In this intricate and enthralling domestic drama, perfect for fans of Big Little Lies and The Affair, the internationally bestselling author of the “gossipy page-turner” (GlamourThe Perfect Neighbors goes deep into a marriage in crisis, peeling back layers of secrets to discover where the relationship veered off course—and whether it is worth saving.

Josie and Frank Moore are happy…at least Josie thinks they are. As parents of two young girls in the Chicago suburbs, their days can be both busy and monotonous, and sometimes Josie wonders how she became a harried fortysomething mother rather than the driven career woman she once was. But Frank is a phenomenal father, he’s handsome and charismatic, and he still looks at his wife like she’s the beautiful woman he married more than a decade ago. Josie isn’t just happy—she’s lucky.

Until one Saturday morning when Josie borrows her husband’s phone to make a quick call—and sees nine words that shatter her world.

Now Josie feels as if she is standing at the edge of a sharp precipice. As she looks back at pivotal moments in the relationship she believed would last forever, she is also plunging ahead, surprising everyone (especially herself) with how far she will go to uncover the extent of her husband’s devastating secret.

With her “conversational writing style and a knack for making readers care about her characters” (The Washington Post) bestselling author Sarah Pekkanen paints a vivid, kaleidoscopic portrait of a marriage before and during a crisis—and of a woman who fears that the biggest secret of all may be the one she’s hiding from herself.

My Review:

This was the first book I have read by Sarah Pekkanen and I really enjoyed her conversational writing style and her observations of contemporary life.  I could really relate to Josie – not only in the way she felt but in the things she did, like stop for lattes at Starbucks and buy a cheap elliptical machine.  I found myself smiling at the similarities between what Josie and Frank did and what my husband and I do, how we fight, what we do together.

Frank cheats on Josie and she finds out.  This causes her to examine their marriage to decide if it is worth saving.  This book shows that things are not always black and white, people make mistakes and we can’t necessarily say, “I would never…” because there are a lot of variables in every situation, such as what a great father Frank is – he comes up with living room dinners cooked in the fireplace and silly songs to sing to the kids – and how much Frank really does love Josie – he cares that her feet are cold, he wants to be there to help her with the kids.

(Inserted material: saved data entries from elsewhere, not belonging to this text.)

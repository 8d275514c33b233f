use chrono::{TimeDelta, TimeZone, Utc};
use loadtest_sample_data::{
    create_sample_data, GeneratorError, SampleDataConfig, SampleGenerator, TrafficModel,
};
use loadtest_summary_model::{load_run_summary_file, LatencySummary, RunSummary};
use loadtest_summary_model::results::{load_results_frame, records_from_frame};
use pretty_assertions::assert_eq;
use rand::rngs::StdRng;
use rand::SeedableRng;

fn config() -> SampleDataConfig {
    SampleDataConfig {
        config_name: "Sample".to_string(),
        count: 1000,
        interval: TimeDelta::milliseconds(60),
        start: Utc.with_ymd_and_hms(2024, 5, 1, 12, 0, 0).unwrap(),
        traffic: TrafficModel::default(),
    }
}

#[test]
fn writes_results_and_summary() -> anyhow::Result<()> {
    let dir = tempfile::tempdir()?;
    let output_dir = dir.path().join("nested").join("sample");

    let output = create_sample_data(&output_dir, &config(), &mut StdRng::seed_from_u64(11))?;

    assert!(output.results_path.exists());
    assert!(output.summary_path.exists());

    let records = records_from_frame(&load_results_frame(&output.results_path)?)?;
    assert_eq!(records.len(), 1000);
    assert!(records.iter().all(|r| r.latency_ms >= 10.0));
    assert_eq!(records[0].timestamp, config().start);
    assert_eq!(
        records[999].timestamp,
        config().start + TimeDelta::milliseconds(999 * 60)
    );

    let summary = load_run_summary_file(&output.summary_path)?;
    assert_eq!(summary.config, "Sample");
    assert_eq!(summary.start_time, output.summary.start_time);
    assert_eq!(summary.stale_reads, output.summary.stale_reads);
    assert_eq!(summary.total_requests, 1000);
    assert_eq!(summary.total_reads + summary.total_writes, 1000);
    assert_eq!(
        summary.successful_requests,
        records.iter().filter(|r| r.success).count()
    );
    assert_eq!(summary.duration, "59.940s");

    Ok(())
}

#[test]
fn seeded_runs_are_reproducible() -> anyhow::Result<()> {
    let first = tempfile::tempdir()?;
    let second = tempfile::tempdir()?;

    let a = create_sample_data(first.path(), &config(), &mut StdRng::seed_from_u64(5))?;
    let b = create_sample_data(second.path(), &config(), &mut StdRng::seed_from_u64(5))?;

    assert_eq!(
        std::fs::read_to_string(a.results_path)?,
        std::fs::read_to_string(b.results_path)?
    );
    assert_eq!(a.summary, b.summary);
    Ok(())
}

#[test]
fn unwritable_output_location_fails() -> anyhow::Result<()> {
    let dir = tempfile::tempdir()?;
    let blocker = dir.path().join("not-a-directory");
    std::fs::write(&blocker, "")?;

    let result = create_sample_data(&blocker, &config(), &mut StdRng::seed_from_u64(1));

    assert!(result.is_err());
    Ok(())
}

#[test]
fn bad_interval_fails_without_writing_results() -> anyhow::Result<()> {
    for interval in [
        TimeDelta::milliseconds(-60),
        TimeDelta::milliseconds(10_000_000_000_000),
    ] {
        let dir = tempfile::tempdir()?;
        let config = SampleDataConfig {
            interval,
            ..config()
        };

        let err = create_sample_data(dir.path(), &config, &mut StdRng::seed_from_u64(2))
            .unwrap_err();

        assert!(err.downcast_ref::<GeneratorError>().is_some(), "got {err:?}");
        assert!(!dir.path().join("results.csv").exists());
    }
    Ok(())
}

fn assert_ordered(summary: &LatencySummary) {
    let ordered = [
        summary.min_ms,
        summary.p50_ms,
        summary.p95_ms,
        summary.p99_ms,
        summary.p999_ms,
        summary.max_ms,
    ];
    assert!(
        ordered.windows(2).all(|pair| pair[0] <= pair[1]),
        "not ordered: {summary:?}"
    );
    assert_eq!(summary.median_ms, summary.p50_ms);
    assert!(summary.min_ms <= summary.mean_ms && summary.mean_ms <= summary.max_ms);
}

#[test]
fn generated_percentiles_are_ordered() -> anyhow::Result<()> {
    let generator = SampleGenerator::new(TrafficModel::default())?;
    for seed in 0..20 {
        let records = generator.generate(
            &mut StdRng::seed_from_u64(seed),
            config().start,
            TimeDelta::milliseconds(60),
            2_000,
        )?;

        let summary = RunSummary::from_records("ordered", &records);

        assert_ordered(summary.read_latency.as_ref().expect("reads succeed"));
        assert_ordered(summary.write_latency.as_ref().expect("writes succeed"));
    }
    Ok(())
}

In the end this story was about falling in love AGAIN with the person you are married to.  This book made me think about my own marriage, my husband and the things I love about him and I started to feel a level of appreciation for him and our marriage that I have not felt in a while.  This story was about the importance of making time for each other and your marriage and continuing to be open to each other.

I received a free digital copy of this book from Netgalley and Atria books in exchange for my honest review.